Sun in a Bottle - Charles Seife [138]
4
Teller was so ridiculously optimistic that fellow physicists measured enthusiasm in “Tellers” just as they would measure mass in kilograms or time in seconds.
5
The Los Alamos physicist Robert Serber later wrote, “On Edward Teller’s blackboard at Los Alamos I once saw a list of weapons—ideas for weapons—with their abilities and properties displayed. For the last one on the list, the largest, the method of delivery was listed as ‘Backyard.’ Since that particular design would probably kill everyone on Earth, there was no use carting it elsewhere.”
6
That didn’t end the speculation.
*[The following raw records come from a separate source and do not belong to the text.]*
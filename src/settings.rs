use crate::status::ClearPolicy;
use config::{Config, ConfigError, Environment, File};
use serde::{Deserialize, Serialize};
use std::path::PathBuf;
use std::time::Duration;

#[derive(Debug, Clone, Copy, PartialEq, Eq, Serialize, Deserialize)]
#[serde(rename_all = "lowercase")]
pub enum StoreBackend {
    Json,
    Sqlite,
    Memory,
}

#[derive(Clone, Debug, Serialize, Deserialize)]
pub struct Settings {
    pub data_dir: PathBuf,
    pub backend: StoreBackend,
    pub message_ttl_secs: u64,
    pub clear_policy: ClearPolicy,
    pub debug: bool,
    pub http_addr: String,
}

impl Settings {
    /// Defaults, then an optional `school-calendar.toml`, then
    /// `SCHOOL_CALENDAR_*` environment variables (a `.env` file is honoured).
    pub fn from_env() -> Result<Self, ConfigError> {
        let _ = dotenvy::dotenv();

        let config = Config::builder()
            .set_default("data_dir", "calendar-data")?
            .set_default("backend", "json")?
            .set_default("message_ttl_secs", 3)?
            .set_default("clear_policy", "unconditional")?
            .set_default("debug", false)?
            .set_default("http_addr", "0.0.0.0:3000")?
            .add_source(File::with_name("school-calendar").required(false))
            .add_source(Environment::with_prefix("SCHOOL_CALENDAR").prefix_separator("_"))
            .build()?;

        config.try_deserialize()
    }

    pub fn message_ttl(&self) -> Duration {
        Duration::from_secs(self.message_ttl_secs)
    }

    pub fn log_filter(&self) -> &'static str {
        if self.debug { "debug" } else { "info" }
    }
}
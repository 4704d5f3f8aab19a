#![cfg(feature = "cli")]

use assert_cmd::Command;
use predicates::str::contains as str_contains;
use tempfile::tempdir;

#[allow(deprecated)]
fn run_cli(script: &str) -> assert_cmd::assert::Assert {
    let mut cmd = Command::cargo_bin("cli").expect("cli binary");
    cmd.env("SCHOOL_CALENDAR_BACKEND", "memory")
        .write_stdin(script.to_string())
        .assert()
}

#[test]
fn cli_adds_and_lists_a_class() {
    run_cli(
        "add class\nset subject Maths\nset group 6A\nset day mercredi\nset start 10:00\nset end 11:00\nsubmit\nlist classes\nquit\n",
    )
    .success()
    .stdout(str_contains("Class saved."))
    .stdout(str_contains("mercredi"))
    .stdout(str_contains("10:00-11:00"));
}

#[test]
fn cli_reports_validation_errors() {
    run_cli("add class\nset subject Maths\nset group 6A\nset start 08:00\nset end 07:00\nsubmit\nquit\n")
        .success()
        .stdout(str_contains("endTime: End time must be after start time"));
}

#[test]
fn cli_rejects_set_without_open_editor() {
    run_cli("set name Nothing\nquit\n")
        .success()
        .stdout(str_contains("No editor is open."));
}

#[test]
fn cli_adds_a_vacation_with_duration() {
    run_cli(
        "add vacation\nset name Printemps\nset startDate 2025-04-12\nset endDate 2025-04-27\nsubmit\nlist vacations\nquit\n",
    )
    .success()
    .stdout(str_contains("Vacation period saved."))
    .stdout(str_contains("| 16 "));
}

#[test]
fn cli_persists_to_json_directory() {
    let dir = tempdir().expect("temp dir");
    let data_dir = dir.path().to_string_lossy().to_string();

    #[allow(deprecated)]
    let mut first = Command::cargo_bin("cli").expect("cli binary");
    first
        .env("SCHOOL_CALENDAR_BACKEND", "json")
        .env("SCHOOL_CALENDAR_DATA_DIR", &data_dir)
        .write_stdin("add holiday\nset name Armistice\nset date 2024-11-11\nsubmit\nquit\n")
        .assert()
        .success()
        .stdout(str_contains("Holiday saved."));

    #[allow(deprecated)]
    let mut second = Command::cargo_bin("cli").expect("cli binary");
    second
        .env("SCHOOL_CALENDAR_BACKEND", "json")
        .env("SCHOOL_CALENDAR_DATA_DIR", &data_dir)
        .write_stdin("list holidays\nquit\n")
        .assert()
        .success()
        .stdout(str_contains("Armistice"));
}

#[test]
fn cli_exports_holidays_to_csv() {
    let dir = tempdir().expect("temp dir");
    let path = dir.path().join("entries.csv");
    let script = format!(
        "add holiday\nset name Noël\nset date 2024-12-25\nsubmit\nexport {}\nquit\n",
        path.display()
    );
    run_cli(&script).success().stdout(str_contains("Exported to"));
    let text = std::fs::read_to_string(&path).unwrap();
    assert!(text.contains("Noël"));
}
#![cfg(feature = "http_api")]

use std::sync::Arc;

use axum::{
    body::{self, Body},
    http::{Request, StatusCode},
};
use school_calendar::{
    CalendarManager, MemoryCalendarStore, SharedBackend, StudentGroup, http_api,
};
use serde_json::{Value, json};
use tower::util::ServiceExt;

fn new_router(store: MemoryCalendarStore) -> axum::Router {
    let backend: SharedBackend = Arc::new(store);
    let mut manager = CalendarManager::with_shared_store(backend);
    manager.load().unwrap();
    http_api::router(http_api::AppState::new(manager))
}

async fn send(app: &axum::Router, method: &str, uri: &str, body: Option<Value>) -> (StatusCode, Value) {
    let request = Request::builder().method(method).uri(uri);
    let request = match body {
        Some(body) => request
            .header("content-type", "application/json")
            .body(Body::from(serde_json::to_vec(&body).unwrap()))
            .unwrap(),
        None => request.body(Body::empty()).unwrap(),
    };
    let response = app.clone().oneshot(request).await.unwrap();
    let status = response.status();
    let bytes = body::to_bytes(response.into_body(), usize::MAX)
        .await
        .unwrap();
    let value = if bytes.is_empty() {
        Value::Null
    } else {
        serde_json::from_slice(&bytes).unwrap()
    };
    (status, value)
}

#[tokio::test]
async fn health_reports_ok() {
    let app = new_router(MemoryCalendarStore::new());
    let (status, body) = send(&app, "GET", "/health", None).await;
    assert_eq!(status, StatusCode::OK);
    assert_eq!(body, json!({ "status": "ok" }));
}

#[tokio::test]
async fn class_lifecycle_via_http_api() {
    let app = new_router(MemoryCalendarStore::new());

    let (status, created) = send(
        &app,
        "POST",
        "/classes",
        Some(json!({
            "day": "mardi",
            "subject": "Sciences",
            "group": "5B",
            "startTime": "10:00",
            "endTime": "11:00"
        })),
    )
    .await;
    assert_eq!(status, StatusCode::CREATED);
    let id = created["id"].as_str().unwrap().to_string();
    assert!(!id.is_empty());

    let (status, schedule) = send(&app, "GET", "/schedule", None).await;
    assert_eq!(status, StatusCode::OK);
    assert_eq!(schedule[0]["day"], "mardi");
    assert_eq!(schedule[0]["sessions"][0]["subject"], "Sciences");

    let (status, status_body) = send(&app, "GET", "/status", None).await;
    assert_eq!(status, StatusCode::OK);
    assert_eq!(status_body["success"], "Class saved.");

    let (status, _) = send(&app, "DELETE", &format!("/classes/{id}"), None).await;
    assert_eq!(status, StatusCode::NO_CONTENT);
    let (status, _) = send(&app, "DELETE", &format!("/classes/{id}"), None).await;
    assert_eq!(status, StatusCode::NOT_FOUND);
}

#[tokio::test]
async fn invalid_class_returns_field_errors() {
    let app = new_router(MemoryCalendarStore::new());
    let (status, body) = send(
        &app,
        "POST",
        "/classes",
        Some(json!({
            "day": "lundi",
            "subject": "Maths",
            "group": "6A",
            "startTime": "08:00",
            "endTime": "07:00"
        })),
    )
    .await;
    assert_eq!(status, StatusCode::BAD_REQUEST);
    assert_eq!(body["error"], "invalid_request");
    assert_eq!(body["fields"]["endTime"], "End time must be after start time");

    let (_, schedule) = send(&app, "GET", "/schedule", None).await;
    assert_eq!(schedule, json!([]));
}

#[tokio::test]
async fn holidays_and_vacations_are_listed_in_date_order() {
    let app = new_router(MemoryCalendarStore::new());
    for (name, date) in [("Noël", "2024-12-25"), ("Armistice", "2024-11-11")] {
        let (status, _) = send(
            &app,
            "POST",
            "/holidays",
            Some(json!({ "name": name, "date": date })),
        )
        .await;
        assert_eq!(status, StatusCode::CREATED);
    }
    let (status, vacation) = send(
        &app,
        "POST",
        "/vacations",
        Some(json!({
            "name": "Été",
            "startDate": "2024-07-01",
            "endDate": "2024-07-10",
            "type": "vacation"
        })),
    )
    .await;
    assert_eq!(status, StatusCode::CREATED);

    let (_, holidays) = send(&app, "GET", "/holidays", None).await;
    assert_eq!(holidays[0]["name"], "Armistice");
    assert_eq!(holidays[1]["name"], "Noël");
    assert_eq!(holidays[0]["type"], "bankHoliday");

    let (_, vacations) = send(&app, "GET", "/vacations", None).await;
    assert_eq!(vacations[0]["durationDays"], 10);

    let uri = format!("/vacations/{}", vacation["id"].as_str().unwrap());
    let (status, _) = send(&app, "DELETE", &uri, None).await;
    assert_eq!(status, StatusCode::NO_CONTENT);
    let (_, vacations) = send(&app, "GET", "/vacations", None).await;
    assert_eq!(vacations, json!([]));
}

#[tokio::test]
async fn posting_with_known_id_edits_in_place() {
    let app = new_router(MemoryCalendarStore::new());
    let (_, created) = send(
        &app,
        "POST",
        "/holidays",
        Some(json!({ "name": "Ascension", "date": "2024-05-09" })),
    )
    .await;
    let id = created["id"].clone();
    let (status, _) = send(
        &app,
        "POST",
        "/holidays",
        Some(json!({ "id": id, "name": "Jeudi de l'Ascension", "date": "2024-05-09" })),
    )
    .await;
    assert_eq!(status, StatusCode::CREATED);

    let (_, holidays) = send(&app, "GET", "/holidays", None).await;
    assert_eq!(holidays.as_array().unwrap().len(), 1);
    assert_eq!(holidays[0]["name"], "Jeudi de l'Ascension");
}

#[tokio::test]
async fn save_failure_is_reported_as_server_error() {
    let store = MemoryCalendarStore::new();
    store.set_fail_writes(true);
    let app = new_router(store);
    let (status, body) = send(
        &app,
        "POST",
        "/holidays",
        Some(json!({ "name": "Pentecôte", "date": "2024-05-20" })),
    )
    .await;
    assert_eq!(status, StatusCode::INTERNAL_SERVER_ERROR);
    assert_eq!(body["message"], "Unable to save your changes.");

    let (_, status_body) = send(&app, "GET", "/status", None).await;
    assert_eq!(status_body["error"], "Unable to save your changes.");
}

#[tokio::test]
async fn groups_come_from_the_directory() {
    let app = new_router(
        MemoryCalendarStore::new().with_groups(vec![StudentGroup::new("6A"), StudentGroup::new("5B")]),
    );
    let (status, groups) = send(&app, "GET", "/groups", None).await;
    assert_eq!(status, StatusCode::OK);
    assert_eq!(groups, json!(["6A", "5B"]));
}
use crate::graph_error::GraphError;

/// Trait for validating data structure invariants.
pub trait DebugInvariants {
    /// Assert invariants in debug builds or when invariant checking is enabled.
    fn debug_assert_invariants(&self);
    /// Validate invariants and return the first error encountered.
    fn validate_invariants(&self) -> Result<(), GraphError>;
}

/// Helper macro to run a fallible check and panic on error when the
/// `strict-invariants` feature is enabled.
#[macro_export]
macro_rules! debug_invariants {
    ($expr:expr, $($ctx:tt)*) => {
        #[cfg(feature = "strict-invariants")]
        if let Err(e) = $expr {
            panic!(concat!("[invariants] ", $($ctx)*, ": {}"), e);
        }
    };
}
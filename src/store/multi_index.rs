//! Ordered multi-index: a hash map from a key to an insertion-ordered list of
//! `(value, label)` entries, allowing duplicates under one key.
//!
//! A [`DirectedGraph`](super::directed::DirectedGraph) keeps two of these, one
//! per traversal direction. Unlabeled graphs use `L = ()`.

use hashbrown::HashMap;
use std::hash::Hash;

/// Key -> ordered sequence of `(value, label)` entries.
///
/// Entries under a key keep their insertion order and are never resorted.
/// Matching is by value equality (and label equality when a label filter is
/// supplied). A key whose sequence becomes empty is dropped.
#[derive(Clone, Debug)]
pub struct OrderedMultiIndex<K, V, L = ()> {
    mapping: HashMap<K, Vec<(V, L)>>,
}

impl<K, V, L> Default for OrderedMultiIndex<K, V, L> {
    fn default() -> Self {
        Self {
            mapping: HashMap::new(),
        }
    }
}

#[inline]
fn matches<V: PartialEq, L: PartialEq>(
    entry: &(V, L),
    value: Option<&V>,
    label: Option<&L>,
) -> bool {
    value.is_none_or(|v| *v == entry.0) && label.is_none_or(|l| *l == entry.1)
}

impl<K, V, L> OrderedMultiIndex<K, V, L>
where
    K: Eq + Hash,
    V: PartialEq,
    L: PartialEq,
{
    /// Creates an empty index.
    pub fn new() -> Self {
        Self::default()
    }

    /// Entries stored under `key`, in insertion order. Empty if the key is unknown.
    ///
    /// # Example
    /// ```rust
    /// use hash_digraph::store::multi_index::OrderedMultiIndex;
    /// let mut idx = OrderedMultiIndex::<u32, u32, char>::new();
    /// idx.add(1, 2, 'a');
    /// idx.add(1, 2, 'b');
    /// assert_eq!(idx.get(&1), &[(2, 'a'), (2, 'b')]);
    /// assert!(idx.get(&7).is_empty());
    /// ```
    #[inline]
    pub fn get(&self, key: &K) -> &[(V, L)] {
        self.mapping.get(key).map_or(&[], Vec::as_slice)
    }

    /// Appends `(value, label)` under `key`, creating the sequence on first use.
    pub fn add(&mut self, key: K, value: V, label: L) {
        self.mapping.entry(key).or_default().push((value, label));
    }

    #[inline]
    pub fn contains_key(&self, key: &K) -> bool {
        self.mapping.contains_key(key)
    }

    /// With no filters, reports whether `key` is present. Otherwise reports
    /// whether some entry under `key` matches every filter that is supplied.
    pub fn has(&self, key: &K, value: Option<&V>, label: Option<&L>) -> bool {
        if value.is_none() && label.is_none() {
            return self.contains_key(key);
        }
        self.get(key).iter().any(|e| matches(e, value, label))
    }

    /// Removes the first entry under `key` equal to `value` (and `label`, if
    /// given), returning it. `None` when nothing matched.
    pub fn delete_one(&mut self, key: &K, value: &V, label: Option<&L>) -> Option<(V, L)> {
        let entries = self.mapping.get_mut(key)?;
        let pos = entries.iter().position(|e| matches(e, Some(value), label))?;
        let removed = entries.remove(pos);
        if entries.is_empty() {
            self.mapping.remove(key);
        }
        Some(removed)
    }

    /// Removes the whole sequence stored under `key` and hands it back.
    pub fn delete_key(&mut self, key: &K) -> Vec<(V, L)> {
        self.mapping.remove(key).unwrap_or_default()
    }

    /// Deletes entries and returns how many were removed.
    ///
    /// - `value` given: at most one matching entry is removed.
    /// - `value` omitted, `label` omitted: every entry under `key` is removed.
    /// - `value` omitted, `label` given: every entry under `key` carrying that
    ///   label is removed.
    pub fn delete(&mut self, key: &K, value: Option<&V>, label: Option<&L>) -> usize {
        match (value, label) {
            (Some(v), _) => usize::from(self.delete_one(key, v, label).is_some()),
            (None, None) => self.delete_key(key).len(),
            (None, Some(_)) => {
                let Some(entries) = self.mapping.get_mut(key) else {
                    return 0;
                };
                let before = entries.len();
                entries.retain(|e| !matches(e, None, label));
                let removed = before - entries.len();
                if entries.is_empty() {
                    self.mapping.remove(key);
                }
                removed
            }
        }
    }

    /// Keys that currently hold at least one entry (hash order).
    pub fn keys(&self) -> impl Iterator<Item = &K> + '_ {
        self.mapping.keys()
    }

    /// Every `(key, value, label)` triple (keys in hash order, entries in
    /// insertion order).
    pub fn iter(&self) -> impl Iterator<Item = (&K, &V, &L)> + '_ {
        self.mapping
            .iter()
            .flat_map(|(k, entries)| entries.iter().map(move |(v, l)| (k, v, l)))
    }

    /// Total number of entries across all keys. O(number of keys).
    pub fn len(&self) -> usize {
        self.mapping.values().map(Vec::len).sum()
    }

    pub fn is_empty(&self) -> bool {
        self.mapping.is_empty()
    }
}
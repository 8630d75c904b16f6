//! GraphError: Unified error type for hash-digraph public APIs
//!
//! Ordinary graph operations never fail; this type covers the few fallible
//! surfaces (scheduling a cyclic graph, invariant validation).

use thiserror::Error;

/// Unified error type for hash-digraph operations.
#[derive(Debug, Error, Clone, PartialEq, Eq)]
pub enum GraphError {
    /// The graph contains a cycle; the operation expected a DAG.
    #[error("Cycle detected in graph (expected a DAG)")]
    CycleDetected,
    /// The incremental edge counter disagrees with the stored edge instances.
    #[error("Edge count mismatch: counter says {recorded}, indices hold {actual}")]
    EdgeCountMismatch { recorded: usize, actual: usize },
    /// An edge instance in one adjacency index has no mirror in the other.
    #[error("Adjacency indices out of sync: {0}")]
    MissingMirror(String),
    /// An edge endpoint is absent from the vertex registry.
    #[error("Edge endpoint(s) missing from vertex registry: {0}")]
    UnregisteredEndpoint(String),
}
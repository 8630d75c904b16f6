//! Minimal read-only graph contract consumed by every algorithm.
//!
//! This module defines [`GraphLike`], the seam between vertex/edge storage and
//! the algorithms in [`crate::algs`]. Any backing store can implement it; the
//! algorithms never mutate the graph they traverse.

use super::bounds::VertexLike;

/// Read-only directed-graph query API.
///
/// # Associated Types
/// - `Vertex`: the vertex value type, yielded by value.
/// - `Vertices`: iterator over all vertices, in the store's registry order.
/// - `Sources` / `Targets`: iterators over backward / forward neighbors.
///
/// Neighbor sequences repeat a vertex once per parallel edge instance.
/// Querying an unknown vertex yields an empty sequence.
pub trait GraphLike {
    type Vertex: VertexLike;

    type Vertices<'a>: Iterator<Item = Self::Vertex> + 'a
    where
        Self: 'a;
    type Sources<'a>: Iterator<Item = Self::Vertex> + 'a
    where
        Self: 'a;
    type Targets<'a>: Iterator<Item = Self::Vertex> + 'a
    where
        Self: 'a;

    /// All vertices.
    fn vertices(&self) -> Self::Vertices<'_>;
    /// Sources of the edges pointing at `v`.
    fn source_vertices(&self, v: &Self::Vertex) -> Self::Sources<'_>;
    /// Targets of the edges leaving `v`.
    fn target_vertices(&self, v: &Self::Vertex) -> Self::Targets<'_>;

    /// Number of edge instances.
    fn edge_count(&self) -> usize;
    /// Number of registered vertices.
    fn vertex_count(&self) -> usize;
}

// Forwarding impl so algorithms accept `&&G` as well as `&G`.
impl<G: GraphLike + ?Sized> GraphLike for &G {
    type Vertex = G::Vertex;
    type Vertices<'a>
        = G::Vertices<'a>
    where
        Self: 'a;
    type Sources<'a>
        = G::Sources<'a>
    where
        Self: 'a;
    type Targets<'a>
        = G::Targets<'a>
    where
        Self: 'a;

    #[inline]
    fn vertices(&self) -> Self::Vertices<'_> {
        (**self).vertices()
    }
    #[inline]
    fn source_vertices(&self, v: &Self::Vertex) -> Self::Sources<'_> {
        (**self).source_vertices(v)
    }
    #[inline]
    fn target_vertices(&self, v: &Self::Vertex) -> Self::Targets<'_> {
        (**self).target_vertices(v)
    }
    #[inline]
    fn edge_count(&self) -> usize {
        (**self).edge_count()
    }
    #[inline]
    fn vertex_count(&self) -> usize {
        (**self).vertex_count()
    }
}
As General Groves later recounted, “I had become a bit annoyed with Fermi the evening before [the first atomic bomb test], when he suddenly offered to take wagers from his fellow scientists on whether or not the bomb would ignite the atmosphere, and if so, whether it would merely destroy New Mexico or destroy the world.”
7
Teller limped because of an accident in his youth. At the age of twenty, he jumped off a tram and nearly lost his right foot.
8
This was, in part, because Russian military intelligence had penetrated the Manhattan Project. Klaus Fuchs, a physicist who was involved at the highest level of theoretical work on the atomic and hydrogen bombs, was a spy.
9
They were using a technique that became known as the Monte Carlo method; the dice were for generating random numbers that allowed them to get a ballpark solution to a problem much more quickly than an exact calculation would permit.
10
The world came very close indeed. After the Soviets and Chinese massed a fresh set of troops on the Korean border in March 1951, the Joint Chiefs of Staff ordered that atomic bombs be used if the Communist troops launched a major new offensive. The bombs were deployed. Truman even signed an order authorizing their use but, luckily, he never sent it.
11
Teller, as often was the case, remembered the situation differently from how his peers did: he says he came up with a solution himself. According to Carson Mark, a weapons designer, “Ulam felt that he invented the new approach to the hydrogen bomb. Teller didn’t wish to recognize that. He couldn’t bring himself to recognize it. He’s taken occasion, almost every occasion he could, not every one, to deny that Ulam contributed anything.”
12
It’s not entirely clear why Oppenheimer and others who had expressed such deep moral qualms about the hydrogen bomb in 1949 reversed their position so dramatically in 1951. Oppenheimer said that the idea was so “technically sweet” that the United States had to go ahead and try it and then, later, argue about what to do with it.
13
Oppenheimer’s history was troublesome, especially an incident in 1943, in which, ironically, he alerted authorities to a possible security risk. Oppenheimer told a military officer that a certain person was worth keeping an eye on (and he was), but he lied about the details of how he knew this (through a friend who was a member of the Communist Party). Oppenheimer, when confronted with the lie, admitted to it in front of the panel: “Isn’t it a fair statement today, Dr. Oppenheimer, that according to your testimony now you told not one lie to Colonel Pash, but a whole fabrication and tissue of lies?” asked the AEC attorney. “Right,” answered Oppenheimer.
14
In 1910, the famed physicist Ernst Mach wrote, “If belief in the reality of atoms is so crucial, then I renounce the physical way of thinking, I will not be a professional physicist, and I hand back my scientific reputation.”
15
In truth, the analogy is terribly flawed, and electrons don’t really “orbit” a nucleus. To explain the behavior of electrons in an atom, you need to get into quantum theory, but this level of subtlety isn’t necessary to understand fusion.
16
Technically, these pieces are helium-4 nuclei: two protons and two neutrons all bound together in a tight bundle.
17
Technically, a third particle known as an antineutrino is also created.